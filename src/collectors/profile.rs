//! Platform probe tables.
//!
//! TrueNAS CORE runs FreeBSD and its tools speak libxo JSON; TrueNAS SCALE
//! runs Linux, where memory and CPU come from procps and sysstat instead.
//! The remaining probes are issued identically everywhere and simply come
//! back empty where the tool does not exist.

use super::{Field, ProbeValue};
use crate::config::Config;
use crate::parsers::json::{parse_mpstat, parse_passthrough};
use crate::parsers::memory::parse_vmstat_memory;
use crate::parsers::services::{parse_smbstatus, parse_sockstat, ConnectionPolicy};
use crate::parsers::sysctl::{parse_sysctl, SysctlKey};
use crate::parsers::tables::{parse_arcstat, parse_gstat, parse_ifstat};
use crate::parsers::decode_stdout;
use crate::snapshot::ProbeDocument;
use std::path::Path;

const NFS_PORT: &str = "2049";
const ISCSI_PORT: &str = "3260";
const PS_COLUMNS: &str = "pid,ppid,jail,jid,%cpu,systime,%mem,vsz,rss,state,nlwp,comm";

#[derive(Debug, Clone, Copy, PartialEq, Eq)]
pub enum Platform {
    FreeBsd,
    Linux,
    Unsupported,
}

impl Platform {
    pub fn detect() -> Self {
        Self::from_os(std::env::consts::OS)
    }

    pub fn from_os(os: &str) -> Self {
        match os {
            "freebsd" => Platform::FreeBsd,
            "linux" => Platform::Linux,
            _ => Platform::Unsupported,
        }
    }

    /// Per-platform default for counting NFS and iSCSI clients; every profile
    /// currently excludes the listening row.
    fn default_connection_policy(self) -> ConnectionPolicy {
        match self {
            Platform::FreeBsd | Platform::Linux | Platform::Unsupported => {
                ConnectionPolicy::ExcludeListening
            }
        }
    }
}

#[derive(Debug, Clone, Copy, PartialEq, Eq)]
pub enum DeadlineClass {
    Long,
    Short,
}

#[derive(Debug, Clone, PartialEq)]
pub enum ParserKind {
    Passthrough,
    VmstatMemory,
    Mpstat,
    Gstat,
    Arcstat,
    Ifstat,
    Sysctl {
        filter: Option<String>,
        key: SysctlKey,
    },
    Smbstatus,
    Sockstat(ConnectionPolicy),
}

impl ParserKind {
    pub fn parse(&self, stdout: &[u8]) -> ProbeValue {
        let text = decode_stdout(stdout);
        match self {
            ParserKind::Passthrough => match parse_passthrough(&text) {
                Some(value) => ProbeValue::Document(ProbeDocument::Opaque(value)),
                None => ProbeValue::Absent,
            },
            ParserKind::VmstatMemory => {
                ProbeValue::Document(ProbeDocument::Memory(parse_vmstat_memory(&text)))
            }
            ParserKind::Mpstat => ProbeValue::Document(ProbeDocument::Cpu(parse_mpstat(&text))),
            ParserKind::Gstat => ProbeValue::DiskIo(parse_gstat(&text)),
            ParserKind::Arcstat => ProbeValue::Arc(parse_arcstat(&text)),
            ParserKind::Ifstat => ProbeValue::Interfaces(parse_ifstat(&text)),
            ParserKind::Sysctl { filter, key } => {
                ProbeValue::Sensors(parse_sysctl(&text, filter.as_deref(), *key))
            }
            ParserKind::Smbstatus => ProbeValue::Service(parse_smbstatus(&text)),
            ParserKind::Sockstat(policy) => ProbeValue::Service(parse_sockstat(&text, *policy)),
        }
    }
}

/// One logical probe: where its result goes, what to run, how to read it.
#[derive(Debug, Clone, PartialEq)]
pub struct ProbeSpec {
    pub field: Field,
    pub program: String,
    pub args: Vec<String>,
    pub parser: ParserKind,
    pub deadline: DeadlineClass,
}

impl ProbeSpec {
    pub fn new(field: Field, program: &str, args: &[&str], parser: ParserKind) -> Self {
        Self {
            field,
            program: program.to_string(),
            args: args.iter().map(|a| a.to_string()).collect(),
            parser,
            deadline: DeadlineClass::Long,
        }
    }

    pub fn with_deadline(mut self, deadline: DeadlineClass) -> Self {
        self.deadline = deadline;
        self
    }
}

/// Host-dependent inputs to the probe tables, resolved once at startup.
#[derive(Debug, Clone, PartialEq)]
pub struct ProfileOptions {
    pub arcstat_program: String,
    pub temperature_filter: String,
    pub nfs_policy: Option<ConnectionPolicy>,
    pub iscsi_policy: Option<ConnectionPolicy>,
}

impl ProfileOptions {
    pub fn from_config(cfg: &Config) -> Self {
        // FreeNAS 11.3 and older only ship the Python script.
        let arcstat_program = if Path::new(&cfg.arcstat_legacy_path).exists() {
            "arcstat.py"
        } else {
            "arcstat"
        };
        Self {
            arcstat_program: arcstat_program.to_string(),
            temperature_filter: cfg.temperature_filter.clone(),
            nfs_policy: cfg.services.nfs_policy,
            iscsi_policy: cfg.services.iscsi_policy,
        }
    }
}

impl Default for ProfileOptions {
    fn default() -> Self {
        Self {
            arcstat_program: "arcstat".to_string(),
            temperature_filter: "temperature".to_string(),
            nfs_policy: None,
            iscsi_policy: None,
        }
    }
}

#[derive(Debug, Clone, PartialEq)]
pub struct Profile {
    pub platform: Platform,
    pub probes: Vec<ProbeSpec>,
}

impl Profile {
    pub fn for_platform(platform: Platform, options: &ProfileOptions) -> Self {
        let mut probes = platform_probes(platform);
        probes.extend(common_probes(platform, options));
        Self { platform, probes }
    }
}

fn platform_probes(platform: Platform) -> Vec<ProbeSpec> {
    match platform {
        Platform::FreeBsd => vec![
            ProbeSpec::new(
                Field::Memory,
                "vmstat",
                &["-s", "--libxo", "json"],
                ParserKind::Passthrough,
            ),
            ProbeSpec::new(
                Field::Cpu,
                "vmstat",
                &["-P", "-c", "2", "--libxo", "json"],
                ParserKind::Passthrough,
            ),
        ],
        Platform::Linux => vec![
            ProbeSpec::new(
                Field::Memory,
                "vmstat",
                &["-s", "-S", "K"],
                ParserKind::VmstatMemory,
            ),
            ProbeSpec::new(
                Field::Cpu,
                "mpstat",
                &["-u", "-P", "0-", "-o", "JSON"],
                ParserKind::Mpstat,
            ),
        ],
        Platform::Unsupported => Vec::new(),
    }
}

fn common_probes(platform: Platform, options: &ProfileOptions) -> Vec<ProbeSpec> {
    let nfs_policy = options
        .nfs_policy
        .unwrap_or_else(|| platform.default_connection_policy());
    let iscsi_policy = options
        .iscsi_policy
        .unwrap_or_else(|| platform.default_connection_policy());

    vec![
        // netstat and ifstat both integrate traffic over one second.
        ProbeSpec::new(
            Field::NetworkCounters,
            "netstat",
            &["-i", "-s", "--libxo", "json"],
            ParserKind::Passthrough,
        ),
        ProbeSpec::new(
            Field::InterfaceRates,
            "ifstat",
            &["-a", "-T", "-b", "1", "1"],
            ParserKind::Ifstat,
        ),
        ProbeSpec::new(
            Field::Processes,
            "ps",
            &["--libxo", "json", "-ax", "-o", PS_COLUMNS],
            ParserKind::Passthrough,
        ),
        ProbeSpec::new(Field::DiskIo, "gstat", &["-bps"], ParserKind::Gstat),
        ProbeSpec::new(Field::Arc, &options.arcstat_program, &[], ParserKind::Arcstat),
        ProbeSpec::new(
            Field::Temperatures,
            "sysctl",
            &["-q", "dev.cpu"],
            ParserKind::Sysctl {
                filter: Some(options.temperature_filter.clone()),
                key: SysctlKey::Sensor,
            },
        ),
        ProbeSpec::new(Field::Smb, "smbstatus", &["-b"], ParserKind::Smbstatus),
        ProbeSpec::new(
            Field::Nfs,
            "sockstat",
            &["-P", "tcp", "-4", "-p", NFS_PORT],
            ParserKind::Sockstat(nfs_policy),
        )
        .with_deadline(DeadlineClass::Short),
        ProbeSpec::new(
            Field::Iscsi,
            "sockstat",
            &["-P", "tcp", "-4", "-p", ISCSI_PORT],
            ParserKind::Sockstat(iscsi_policy),
        )
        .with_deadline(DeadlineClass::Short),
    ]
}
+--
Work order
Collect every line above that contains the word "Unsupported".

Answer below
    Unsupported,
            _ => Platform::Unsupported,
            Platform::FreeBsd | Platform::Linux | Platform::Unsupported => {
        Platform::Unsupported => Vec::new(),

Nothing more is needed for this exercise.